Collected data

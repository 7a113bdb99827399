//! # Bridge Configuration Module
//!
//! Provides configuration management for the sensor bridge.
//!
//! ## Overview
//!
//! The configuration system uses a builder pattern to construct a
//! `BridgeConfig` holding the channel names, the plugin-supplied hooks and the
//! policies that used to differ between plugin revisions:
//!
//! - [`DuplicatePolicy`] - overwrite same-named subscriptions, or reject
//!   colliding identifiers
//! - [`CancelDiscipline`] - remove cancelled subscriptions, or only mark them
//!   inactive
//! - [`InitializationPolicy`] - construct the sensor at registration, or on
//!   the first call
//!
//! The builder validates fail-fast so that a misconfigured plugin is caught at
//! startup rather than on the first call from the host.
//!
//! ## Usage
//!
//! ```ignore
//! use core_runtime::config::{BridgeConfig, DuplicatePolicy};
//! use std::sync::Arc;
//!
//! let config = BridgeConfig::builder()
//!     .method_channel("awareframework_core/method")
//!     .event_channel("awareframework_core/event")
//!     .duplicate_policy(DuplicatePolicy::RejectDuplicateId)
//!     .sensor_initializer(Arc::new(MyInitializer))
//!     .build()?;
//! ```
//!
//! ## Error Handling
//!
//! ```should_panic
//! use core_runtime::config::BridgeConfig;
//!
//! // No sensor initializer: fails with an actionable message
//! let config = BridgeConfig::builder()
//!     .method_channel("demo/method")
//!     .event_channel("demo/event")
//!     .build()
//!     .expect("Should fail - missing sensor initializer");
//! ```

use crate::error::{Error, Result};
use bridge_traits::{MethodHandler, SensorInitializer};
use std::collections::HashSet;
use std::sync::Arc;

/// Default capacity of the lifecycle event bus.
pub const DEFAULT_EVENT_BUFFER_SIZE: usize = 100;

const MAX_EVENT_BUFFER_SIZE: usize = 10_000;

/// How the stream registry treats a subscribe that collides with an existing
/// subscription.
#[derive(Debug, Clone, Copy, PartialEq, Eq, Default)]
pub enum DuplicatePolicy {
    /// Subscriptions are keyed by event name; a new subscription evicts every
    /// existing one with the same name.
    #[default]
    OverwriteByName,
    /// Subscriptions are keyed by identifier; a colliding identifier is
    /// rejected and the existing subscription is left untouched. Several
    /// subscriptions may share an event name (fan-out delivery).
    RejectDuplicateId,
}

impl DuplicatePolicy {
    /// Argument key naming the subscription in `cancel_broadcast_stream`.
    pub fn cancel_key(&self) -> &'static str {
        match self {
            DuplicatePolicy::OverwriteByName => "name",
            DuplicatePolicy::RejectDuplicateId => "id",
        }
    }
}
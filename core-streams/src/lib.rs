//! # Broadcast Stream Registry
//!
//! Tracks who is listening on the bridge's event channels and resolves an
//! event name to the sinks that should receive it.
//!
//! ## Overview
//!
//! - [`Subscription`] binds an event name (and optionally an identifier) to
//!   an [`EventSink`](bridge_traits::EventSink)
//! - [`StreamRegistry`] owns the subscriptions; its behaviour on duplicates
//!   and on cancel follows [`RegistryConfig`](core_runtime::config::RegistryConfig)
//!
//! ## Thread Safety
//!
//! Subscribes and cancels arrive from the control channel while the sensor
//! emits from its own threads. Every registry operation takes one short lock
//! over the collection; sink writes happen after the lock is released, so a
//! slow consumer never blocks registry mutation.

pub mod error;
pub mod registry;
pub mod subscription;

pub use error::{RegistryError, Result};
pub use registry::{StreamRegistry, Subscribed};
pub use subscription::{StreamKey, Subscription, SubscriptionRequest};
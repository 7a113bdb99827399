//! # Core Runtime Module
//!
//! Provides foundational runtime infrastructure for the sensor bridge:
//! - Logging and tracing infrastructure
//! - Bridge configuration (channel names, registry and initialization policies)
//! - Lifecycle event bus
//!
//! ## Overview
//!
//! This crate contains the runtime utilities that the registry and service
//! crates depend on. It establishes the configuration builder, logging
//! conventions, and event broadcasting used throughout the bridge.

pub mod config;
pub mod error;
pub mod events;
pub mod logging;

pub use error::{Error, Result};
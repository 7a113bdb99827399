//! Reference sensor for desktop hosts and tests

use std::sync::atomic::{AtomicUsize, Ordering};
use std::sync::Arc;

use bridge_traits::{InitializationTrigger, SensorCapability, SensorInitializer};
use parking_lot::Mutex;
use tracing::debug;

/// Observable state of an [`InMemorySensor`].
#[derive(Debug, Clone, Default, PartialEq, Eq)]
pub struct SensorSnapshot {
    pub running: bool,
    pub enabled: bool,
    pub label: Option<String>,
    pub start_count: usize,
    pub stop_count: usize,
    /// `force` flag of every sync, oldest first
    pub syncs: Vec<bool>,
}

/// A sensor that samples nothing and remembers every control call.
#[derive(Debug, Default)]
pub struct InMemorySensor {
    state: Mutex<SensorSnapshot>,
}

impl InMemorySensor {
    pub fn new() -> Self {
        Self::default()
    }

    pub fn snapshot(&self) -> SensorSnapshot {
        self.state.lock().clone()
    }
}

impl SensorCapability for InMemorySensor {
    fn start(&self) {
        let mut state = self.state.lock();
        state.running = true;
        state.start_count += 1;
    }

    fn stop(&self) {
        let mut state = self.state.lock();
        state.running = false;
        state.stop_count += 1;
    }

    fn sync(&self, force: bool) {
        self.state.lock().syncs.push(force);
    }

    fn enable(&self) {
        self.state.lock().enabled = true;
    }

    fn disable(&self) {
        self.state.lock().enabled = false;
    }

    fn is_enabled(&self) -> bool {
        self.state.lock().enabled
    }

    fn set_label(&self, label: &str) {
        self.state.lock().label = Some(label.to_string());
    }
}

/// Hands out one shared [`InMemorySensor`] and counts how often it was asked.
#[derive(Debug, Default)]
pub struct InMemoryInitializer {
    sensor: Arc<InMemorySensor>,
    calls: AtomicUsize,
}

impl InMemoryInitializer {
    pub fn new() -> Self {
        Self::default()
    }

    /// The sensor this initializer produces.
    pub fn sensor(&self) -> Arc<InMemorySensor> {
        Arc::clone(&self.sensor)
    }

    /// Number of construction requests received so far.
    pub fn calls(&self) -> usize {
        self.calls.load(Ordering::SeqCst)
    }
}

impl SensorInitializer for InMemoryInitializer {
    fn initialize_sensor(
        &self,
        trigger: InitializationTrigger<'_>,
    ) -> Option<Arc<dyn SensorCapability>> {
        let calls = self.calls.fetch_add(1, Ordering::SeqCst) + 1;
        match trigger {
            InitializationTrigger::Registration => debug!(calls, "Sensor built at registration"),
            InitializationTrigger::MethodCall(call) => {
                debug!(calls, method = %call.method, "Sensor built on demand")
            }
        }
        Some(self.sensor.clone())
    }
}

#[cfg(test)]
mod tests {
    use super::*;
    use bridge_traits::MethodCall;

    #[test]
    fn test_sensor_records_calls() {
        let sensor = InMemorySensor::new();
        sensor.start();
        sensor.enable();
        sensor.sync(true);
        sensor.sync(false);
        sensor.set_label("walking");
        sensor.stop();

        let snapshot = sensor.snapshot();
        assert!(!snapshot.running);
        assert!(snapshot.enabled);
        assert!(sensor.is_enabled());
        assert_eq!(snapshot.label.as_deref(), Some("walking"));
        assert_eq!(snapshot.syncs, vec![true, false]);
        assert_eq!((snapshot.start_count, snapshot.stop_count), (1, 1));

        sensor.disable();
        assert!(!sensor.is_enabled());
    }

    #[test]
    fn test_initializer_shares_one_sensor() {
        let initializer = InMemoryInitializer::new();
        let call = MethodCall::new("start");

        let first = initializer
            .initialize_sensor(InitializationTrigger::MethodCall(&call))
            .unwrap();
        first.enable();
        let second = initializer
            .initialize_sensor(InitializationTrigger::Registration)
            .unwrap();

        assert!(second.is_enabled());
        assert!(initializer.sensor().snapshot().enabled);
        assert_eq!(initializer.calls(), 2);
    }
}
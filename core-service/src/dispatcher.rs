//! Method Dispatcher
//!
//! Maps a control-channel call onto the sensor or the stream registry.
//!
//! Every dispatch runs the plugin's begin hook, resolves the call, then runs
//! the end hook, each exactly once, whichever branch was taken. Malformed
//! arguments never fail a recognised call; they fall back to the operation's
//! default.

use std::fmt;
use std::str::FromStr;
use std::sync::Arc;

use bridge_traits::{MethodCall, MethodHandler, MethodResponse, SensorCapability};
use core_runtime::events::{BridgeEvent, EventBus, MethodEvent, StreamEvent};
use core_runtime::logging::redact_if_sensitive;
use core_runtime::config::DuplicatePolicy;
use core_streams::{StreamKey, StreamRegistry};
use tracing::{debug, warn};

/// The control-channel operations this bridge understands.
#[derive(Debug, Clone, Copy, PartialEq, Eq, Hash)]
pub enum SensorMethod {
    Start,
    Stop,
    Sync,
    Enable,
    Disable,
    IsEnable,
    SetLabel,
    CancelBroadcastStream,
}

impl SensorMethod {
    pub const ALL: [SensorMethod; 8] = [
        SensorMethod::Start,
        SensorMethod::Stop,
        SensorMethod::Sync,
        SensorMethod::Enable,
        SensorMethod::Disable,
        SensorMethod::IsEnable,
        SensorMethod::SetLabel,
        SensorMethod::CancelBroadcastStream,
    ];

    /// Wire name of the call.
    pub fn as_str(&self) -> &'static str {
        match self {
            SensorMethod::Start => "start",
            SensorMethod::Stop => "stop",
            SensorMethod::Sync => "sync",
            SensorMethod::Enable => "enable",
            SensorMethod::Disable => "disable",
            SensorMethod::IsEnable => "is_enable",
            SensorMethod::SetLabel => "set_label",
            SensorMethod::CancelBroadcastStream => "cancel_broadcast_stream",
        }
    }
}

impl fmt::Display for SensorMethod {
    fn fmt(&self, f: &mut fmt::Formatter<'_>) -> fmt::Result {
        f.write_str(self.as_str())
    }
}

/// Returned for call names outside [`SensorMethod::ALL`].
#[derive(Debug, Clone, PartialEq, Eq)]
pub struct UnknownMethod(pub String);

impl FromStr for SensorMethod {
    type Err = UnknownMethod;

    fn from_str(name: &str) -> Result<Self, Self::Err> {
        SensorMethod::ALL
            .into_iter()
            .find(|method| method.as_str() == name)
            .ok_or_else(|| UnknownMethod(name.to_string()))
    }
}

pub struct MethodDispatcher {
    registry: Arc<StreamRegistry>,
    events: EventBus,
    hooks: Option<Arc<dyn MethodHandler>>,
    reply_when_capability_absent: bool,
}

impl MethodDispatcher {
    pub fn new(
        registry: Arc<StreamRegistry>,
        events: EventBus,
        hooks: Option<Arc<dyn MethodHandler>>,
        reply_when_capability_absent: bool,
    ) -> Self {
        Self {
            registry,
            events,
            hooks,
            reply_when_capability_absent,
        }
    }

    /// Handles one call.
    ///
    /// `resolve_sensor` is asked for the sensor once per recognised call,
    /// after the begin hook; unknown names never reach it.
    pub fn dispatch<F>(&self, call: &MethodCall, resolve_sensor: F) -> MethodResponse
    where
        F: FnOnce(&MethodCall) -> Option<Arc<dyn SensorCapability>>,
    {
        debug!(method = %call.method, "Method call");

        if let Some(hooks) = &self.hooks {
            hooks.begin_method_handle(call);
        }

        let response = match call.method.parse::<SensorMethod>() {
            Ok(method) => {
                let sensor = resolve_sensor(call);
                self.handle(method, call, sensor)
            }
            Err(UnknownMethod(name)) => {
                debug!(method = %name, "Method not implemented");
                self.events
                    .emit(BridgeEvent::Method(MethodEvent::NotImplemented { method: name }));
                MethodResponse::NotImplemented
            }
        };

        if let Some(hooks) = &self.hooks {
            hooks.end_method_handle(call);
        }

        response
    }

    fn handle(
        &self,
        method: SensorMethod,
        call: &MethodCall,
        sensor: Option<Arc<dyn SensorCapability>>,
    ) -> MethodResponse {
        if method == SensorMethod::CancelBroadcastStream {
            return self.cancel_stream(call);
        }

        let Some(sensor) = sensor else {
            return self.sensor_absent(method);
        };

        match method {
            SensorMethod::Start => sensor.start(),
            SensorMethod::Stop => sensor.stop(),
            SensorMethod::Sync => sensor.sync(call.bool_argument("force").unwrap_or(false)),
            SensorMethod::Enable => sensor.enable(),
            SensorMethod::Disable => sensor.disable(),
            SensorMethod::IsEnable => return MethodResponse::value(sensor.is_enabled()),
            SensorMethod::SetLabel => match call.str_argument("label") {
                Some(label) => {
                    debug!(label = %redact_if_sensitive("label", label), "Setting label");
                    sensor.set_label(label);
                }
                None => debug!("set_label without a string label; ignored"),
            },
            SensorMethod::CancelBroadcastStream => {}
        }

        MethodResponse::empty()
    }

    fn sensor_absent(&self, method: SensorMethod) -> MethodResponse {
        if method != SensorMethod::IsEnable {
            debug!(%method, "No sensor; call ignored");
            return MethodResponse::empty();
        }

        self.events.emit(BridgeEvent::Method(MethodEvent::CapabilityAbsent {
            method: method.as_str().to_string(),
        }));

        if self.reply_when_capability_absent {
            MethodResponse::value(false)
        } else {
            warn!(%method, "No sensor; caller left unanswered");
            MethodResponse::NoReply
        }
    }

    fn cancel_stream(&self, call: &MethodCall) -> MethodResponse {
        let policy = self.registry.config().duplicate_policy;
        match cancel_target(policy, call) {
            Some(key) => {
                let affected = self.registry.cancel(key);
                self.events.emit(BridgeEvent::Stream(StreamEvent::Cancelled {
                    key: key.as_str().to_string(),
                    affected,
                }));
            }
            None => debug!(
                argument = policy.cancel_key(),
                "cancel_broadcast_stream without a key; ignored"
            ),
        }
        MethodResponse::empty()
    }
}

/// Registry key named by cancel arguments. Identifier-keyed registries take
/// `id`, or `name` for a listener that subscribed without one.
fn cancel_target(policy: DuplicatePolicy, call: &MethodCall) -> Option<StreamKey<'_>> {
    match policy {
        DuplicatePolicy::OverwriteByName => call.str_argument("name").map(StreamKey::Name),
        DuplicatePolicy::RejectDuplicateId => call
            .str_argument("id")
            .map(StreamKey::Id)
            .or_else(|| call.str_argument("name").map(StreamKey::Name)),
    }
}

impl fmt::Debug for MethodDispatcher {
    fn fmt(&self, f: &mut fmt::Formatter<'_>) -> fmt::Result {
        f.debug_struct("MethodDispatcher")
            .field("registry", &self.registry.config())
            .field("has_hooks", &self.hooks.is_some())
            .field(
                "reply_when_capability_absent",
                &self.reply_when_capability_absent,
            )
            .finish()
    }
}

WORK ORDER —
Starting at the first line of the entries above, please extract each line up to and including the line with "left untouched. Several", unchanged, and add nothing.

RESPONSE TO THIS TASK —
repository 7a113bdb99827399
//! # Bridge Configuration Module
//!
//! Provides configuration management for the sensor bridge.
//!
//! ## Overview
//!
//! The configuration system uses a builder pattern to construct a
//! `BridgeConfig` holding the channel names, the plugin-supplied hooks and the
//! policies that used to differ between plugin revisions:
//!
//! - [`DuplicatePolicy`] - overwrite same-named subscriptions, or reject
//!   colliding identifiers
//! - [`CancelDiscipline`] - remove cancelled subscriptions, or only mark them
//!   inactive
//! - [`InitializationPolicy`] - construct the sensor at registration, or on
//!   the first call
//!
//! The builder validates fail-fast so that a misconfigured plugin is caught at
//! startup rather than on the first call from the host.
//!
//! ## Usage
//!
//! ```ignore
//! use core_runtime::config::{BridgeConfig, DuplicatePolicy};
//! use std::sync::Arc;
//!
//! let config = BridgeConfig::builder()
//!     .method_channel("awareframework_core/method")
//!     .event_channel("awareframework_core/event")
//!     .duplicate_policy(DuplicatePolicy::RejectDuplicateId)
//!     .sensor_initializer(Arc::new(MyInitializer))
//!     .build()?;
//! ```
//!
//! ## Error Handling
//!
//! ```should_panic
//! use core_runtime::config::BridgeConfig;
//!
//! // No sensor initializer: fails with an actionable message
//! let config = BridgeConfig::builder()
//!     .method_channel("demo/method")
//!     .event_channel("demo/event")
//!     .build()
//!     .expect("Should fail - missing sensor initializer");
//! ```

use crate::error::{Error, Result};
use bridge_traits::{MethodHandler, SensorInitializer};
use std::collections::HashSet;
use std::sync::Arc;

/// Default capacity of the lifecycle event bus.
pub const DEFAULT_EVENT_BUFFER_SIZE: usize = 100;

const MAX_EVENT_BUFFER_SIZE: usize = 10_000;

/// How the stream registry treats a subscribe that collides with an existing
/// subscription.
#[derive(Debug, Clone, Copy, PartialEq, Eq, Default)]
pub enum DuplicatePolicy {
    /// Subscriptions are keyed by event name; a new subscription evicts every
    /// existing one with the same name.
    #[default]
    OverwriteByName,
    /// Subscriptions are keyed by identifier; a colliding identifier is
    /// rejected and the existing subscription is left untouched. Several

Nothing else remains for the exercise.